(Material supplied):
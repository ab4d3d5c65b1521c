//! Display configuration snapshot.
//!
//! A [`Configuration`] is passed by reference into every layout, draw and
//! export call. Setters that change how cells measure themselves bump an
//! epoch counter; cells remember the epochs they were measured under and
//! re-measure when they differ.

use std::collections::BTreeMap;

use serde::{Deserialize, Serialize};

use crate::error::Result;
use crate::render::colors::Rgb;
use crate::render::Font;
use crate::types::TextStyle;

/// Font attributes of one style kind.
#[derive(Debug, Clone, PartialEq, Eq, Serialize, Deserialize)]
#[serde(default, rename_all = "camelCase")]
pub struct FontStyle {
    /// CSS hex colour, `#RRGGBB`.
    pub color: String,
    pub bold: bool,
    pub italic: bool,
    pub underlined: bool,
    /// Fixed point size. Only honoured for headings.
    #[serde(skip_serializing_if = "Option::is_none")]
    pub font_size: Option<i32>,
}

impl Default for FontStyle {
    fn default() -> Self {
        Self {
            color: "#000000".to_string(),
            bold: false,
            italic: false,
            underlined: false,
            font_size: None,
        }
    }
}

impl FontStyle {
    fn colored(color: &str) -> Self {
        Self {
            color: color.to_string(),
            ..Self::default()
        }
    }

    fn italic(mut self) -> Self {
        self.italic = true;
        self
    }

    fn bold(mut self) -> Self {
        self.bold = true;
        self
    }

    fn sized(mut self, size: i32) -> Self {
        self.font_size = Some(size);
        self
    }

    /// Parsed colour, black if the string is malformed.
    pub fn rgb(&self) -> Rgb {
        Rgb::from_hex(&self.color).unwrap_or_default()
    }
}

/// Per-style fonts plus the style used for folded labels and prompts.
#[derive(Debug, Clone, PartialEq, Eq, Serialize, Deserialize)]
#[serde(default, rename_all = "camelCase")]
pub struct Styles {
    pub font_name: String,
    pub by_style: BTreeMap<TextStyle, FontStyle>,
    /// Folded labels and prompts.
    pub hidden: FontStyle,
}

impl Default for Styles {
    fn default() -> Self {
        let mut by_style = BTreeMap::new();
        by_style.insert(TextStyle::Default, FontStyle::default());
        by_style.insert(TextStyle::Variable, FontStyle::default().italic());
        by_style.insert(TextStyle::Number, FontStyle::default());
        by_style.insert(TextStyle::Function, FontStyle::default());
        by_style.insert(TextStyle::SpecialConstant, FontStyle::default());
        by_style.insert(TextStyle::GreekConstant, FontStyle::default());
        by_style.insert(TextStyle::String, FontStyle::default().italic());
        by_style.insert(TextStyle::Input, FontStyle::colored("#0000FF"));
        by_style.insert(TextStyle::MainPrompt, FontStyle::colored("#FF8080"));
        by_style.insert(TextStyle::OtherPrompt, FontStyle::colored("#FF0000").italic());
        by_style.insert(TextStyle::Label, FontStyle::colored("#FF8080"));
        by_style.insert(TextStyle::UserLabel, FontStyle::colored("#FF8080"));
        by_style.insert(TextStyle::Highlight, FontStyle::colored("#FF0000"));
        by_style.insert(TextStyle::Warning, FontStyle::colored("#FFA500"));
        by_style.insert(TextStyle::Error, FontStyle::colored("#FF0000"));
        by_style.insert(TextStyle::Text, FontStyle::default());
        by_style.insert(TextStyle::Heading6, FontStyle::default().bold().sized(12));
        by_style.insert(TextStyle::Heading5, FontStyle::default().bold().sized(13));
        by_style.insert(TextStyle::Subsubsection, FontStyle::default().bold().sized(14));
        by_style.insert(TextStyle::Subsection, FontStyle::default().bold().sized(16));
        by_style.insert(TextStyle::Section, FontStyle::default().bold().sized(18));
        by_style.insert(TextStyle::Title, FontStyle::default().bold().sized(24));
        by_style.insert(TextStyle::Outdated, FontStyle::colored("#999999"));
        Self {
            font_name: "monospace".to_string(),
            by_style,
            hidden: FontStyle {
                underlined: true,
                ..FontStyle::colored("#FF8080")
            },
        }
    }
}

impl Styles {
    /// Style for `style`, falling back to the default style.
    pub fn get(&self, style: TextStyle) -> FontStyle {
        self.by_style
            .get(&style)
            .or_else(|| self.by_style.get(&TextStyle::Default))
            .cloned()
            .unwrap_or_default()
    }
}

/// Snapshot of every setting the worksheet view reads.
#[derive(Debug, Clone, Serialize, Deserialize)]
#[serde(default, rename_all = "camelCase")]
pub struct Configuration {
    font_size: i32,
    min_font_size: i32,
    default_font_size: i32,
    displayed_digits: usize,
    use_user_labels: bool,
    show_labels: bool,
    show_automatic_labels: bool,
    hide_multiplication_sign: bool,
    change_asterisk: bool,
    use_partial_for_diff: bool,
    keep_percent: bool,
    latin_to_greek: bool,
    /// Width of the label column, in multiples of the default font size.
    label_width: i32,
    styles: Styles,
    background_color: String,
    #[serde(skip)]
    digits_epoch: u32,
    #[serde(skip)]
    labels_epoch: u32,
    #[serde(skip)]
    display_epoch: u32,
}

impl Default for Configuration {
    fn default() -> Self {
        Self {
            font_size: 12,
            min_font_size: 4,
            default_font_size: 12,
            displayed_digits: 100,
            use_user_labels: false,
            show_labels: true,
            show_automatic_labels: true,
            hide_multiplication_sign: true,
            change_asterisk: true,
            use_partial_for_diff: false,
            keep_percent: false,
            latin_to_greek: false,
            label_width: 4,
            styles: Styles::default(),
            background_color: "#FFFFFF".to_string(),
            digits_epoch: 0,
            labels_epoch: 0,
            display_epoch: 0,
        }
    }
}

/// The epochs a cell was last measured under.
#[derive(Debug, Clone, Copy, PartialEq, Eq, Default)]
pub struct Epochs {
    pub digits: u32,
    pub labels: u32,
    pub display: u32,
}

impl Configuration {
    /// Parse a JSON configuration. Missing keys take their defaults.
    pub fn from_json(json: &str) -> Result<Self> {
        Ok(serde_json::from_str(json)?)
    }

    /// Parse a JSON configuration, substituting the defaults when it is malformed.
    pub fn from_json_or_default(json: &str) -> Self {
        match Self::from_json(json) {
            Ok(config) => config,
            Err(e) => {
                tracing::warn!("unreadable configuration, using defaults: {e}");
                Self::default()
            }
        }
    }

    pub fn to_json(&self) -> Result<String> {
        Ok(serde_json::to_string_pretty(self)?)
    }

    pub fn epochs(&self) -> Epochs {
        Epochs {
            digits: self.digits_epoch,
            labels: self.labels_epoch,
            display: self.display_epoch,
        }
    }

    /// Continue the epochs of `old`, the configuration this one replaces.
    /// Each epoch whose governing settings differ moves forward, so cells
    /// measured under `old` are re-measured exactly where it matters.
    pub fn adopt_epochs(&mut self, old: &Configuration) {
        let next = |epoch: u32, changed: bool| {
            if changed {
                epoch.wrapping_add(1)
            } else {
                epoch
            }
        };
        self.digits_epoch = next(old.digits_epoch, self.displayed_digits != old.displayed_digits);
        self.labels_epoch = next(old.labels_epoch, self.use_user_labels != old.use_user_labels);
        self.display_epoch = next(old.display_epoch, !self.same_display(old));
    }

    /// True if cells measure the same under both configurations, font size
    /// aside (cells remember the size they were measured at).
    fn same_display(&self, other: &Configuration) -> bool {
        self.min_font_size == other.min_font_size
            && self.default_font_size == other.default_font_size
            && self.hide_multiplication_sign == other.hide_multiplication_sign
            && self.keep_percent == other.keep_percent
            && self.latin_to_greek == other.latin_to_greek
            && self.label_width == other.label_width
            && self.styles == other.styles
    }

    pub fn font_size(&self) -> i32 {
        self.font_size
    }

    pub fn set_font_size(&mut self, size: i32) {
        self.font_size = size;
    }

    pub fn min_font_size(&self) -> i32 {
        self.min_font_size
    }

    pub fn default_font_size(&self) -> i32 {
        self.default_font_size
    }

    pub fn set_default_font_size(&mut self, size: i32) {
        self.default_font_size = size;
        self.display_epoch = self.display_epoch.wrapping_add(1);
    }

    pub fn displayed_digits(&self) -> usize {
        self.displayed_digits
    }

    pub fn set_displayed_digits(&mut self, digits: usize) {
        if digits != self.displayed_digits {
            self.displayed_digits = digits;
            self.digits_epoch = self.digits_epoch.wrapping_add(1);
        }
    }

    pub fn use_user_labels(&self) -> bool {
        self.use_user_labels
    }

    pub fn set_use_user_labels(&mut self, on: bool) {
        if on != self.use_user_labels {
            self.use_user_labels = on;
            self.labels_epoch = self.labels_epoch.wrapping_add(1);
        }
    }

    pub fn show_labels(&self) -> bool {
        self.show_labels
    }

    pub fn set_show_labels(&mut self, on: bool) {
        self.show_labels = on;
    }

    pub fn show_automatic_labels(&self) -> bool {
        self.show_automatic_labels
    }

    pub fn set_show_automatic_labels(&mut self, on: bool) {
        self.show_automatic_labels = on;
    }

    pub fn hide_multiplication_sign(&self) -> bool {
        self.hide_multiplication_sign
    }

    pub fn set_hide_multiplication_sign(&mut self, on: bool) {
        if on != self.hide_multiplication_sign {
            self.hide_multiplication_sign = on;
            self.display_epoch = self.display_epoch.wrapping_add(1);
        }
    }

    pub fn change_asterisk(&self) -> bool {
        self.change_asterisk
    }

    pub fn set_change_asterisk(&mut self, on: bool) {
        self.change_asterisk = on;
    }

    pub fn use_partial_for_diff(&self) -> bool {
        self.use_partial_for_diff
    }

    pub fn set_use_partial_for_diff(&mut self, on: bool) {
        self.use_partial_for_diff = on;
    }

    pub fn keep_percent(&self) -> bool {
        self.keep_percent
    }

    pub fn set_keep_percent(&mut self, on: bool) {
        if on != self.keep_percent {
            self.keep_percent = on;
            self.display_epoch = self.display_epoch.wrapping_add(1);
        }
    }

    pub fn latin_to_greek(&self) -> bool {
        self.latin_to_greek
    }

    pub fn set_latin_to_greek(&mut self, on: bool) {
        if on != self.latin_to_greek {
            self.latin_to_greek = on;
            self.display_epoch = self.display_epoch.wrapping_add(1);
        }
    }

    /// Width of the label column in pixels.
    pub fn label_width(&self) -> i32 {
        self.label_width * self.default_font_size
    }

    pub fn set_label_width(&mut self, em: i32) {
        self.label_width = em;
        self.display_epoch = self.display_epoch.wrapping_add(1);
    }

    pub fn styles(&self) -> &Styles {
        &self.styles
    }

    pub fn set_styles(&mut self, styles: Styles) {
        self.styles = styles;
        self.display_epoch = self.display_epoch.wrapping_add(1);
    }

    pub fn background_color(&self) -> Rgb {
        Rgb::from_hex(&self.background_color).unwrap_or(Rgb::new(255, 255, 255))
    }

    pub fn background_hex(&self) -> &str {
        &self.background_color
    }

    /// Heading styles carry a fixed size, everything else uses `size`.
    pub fn style_font_size(&self, style: TextStyle, size: i32) -> i32 {
        if style.is_heading() {
            self.styles.get(style).font_size.unwrap_or(size)
        } else {
            size
        }
    }

    /// Font for drawing `style` at `size`.
    pub fn font(&self, style: TextStyle, size: i32) -> Font {
        let fs = self.styles.get(style);
        Font {
            family: self.styles.font_name.clone(),
            size: size.max(self.min_font_size),
            bold: fs.bold,
            italic: fs.italic,
            underlined: fs.underlined,
        }
    }

    /// Font for folded labels and prompts.
    pub fn hidden_font(&self, size: i32) -> Font {
        let fs = &self.styles.hidden;
        Font {
            family: self.styles.font_name.clone(),
            size: size.max(self.min_font_size),
            bold: fs.bold,
            italic: fs.italic,
            underlined: fs.underlined,
        }
    }

    pub fn color(&self, style: TextStyle) -> Rgb {
        self.styles.get(style).rgb()
    }
}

(Work order): Copy exactly the lines from the top of the entries through the line with "honoured for headings." in it, please, keeping both ends and adding nothing.

(Answer for the task):
repository ab4d3d5c65b1521c
//! Display configuration snapshot.
//!
//! A [`Configuration`] is passed by reference into every layout, draw and
//! export call. Setters that change how cells measure themselves bump an
//! epoch counter; cells remember the epochs they were measured under and
//! re-measure when they differ.

use std::collections::BTreeMap;

use serde::{Deserialize, Serialize};

use crate::error::Result;
use crate::render::colors::Rgb;
use crate::render::Font;
use crate::types::TextStyle;

/// Font attributes of one style kind.
#[derive(Debug, Clone, PartialEq, Eq, Serialize, Deserialize)]
#[serde(default, rename_all = "camelCase")]
pub struct FontStyle {
    /// CSS hex colour, `#RRGGBB`.
    pub color: String,
    pub bold: bool,
    pub italic: bool,
    pub underlined: bool,
    /// Fixed point size. Only honoured for headings.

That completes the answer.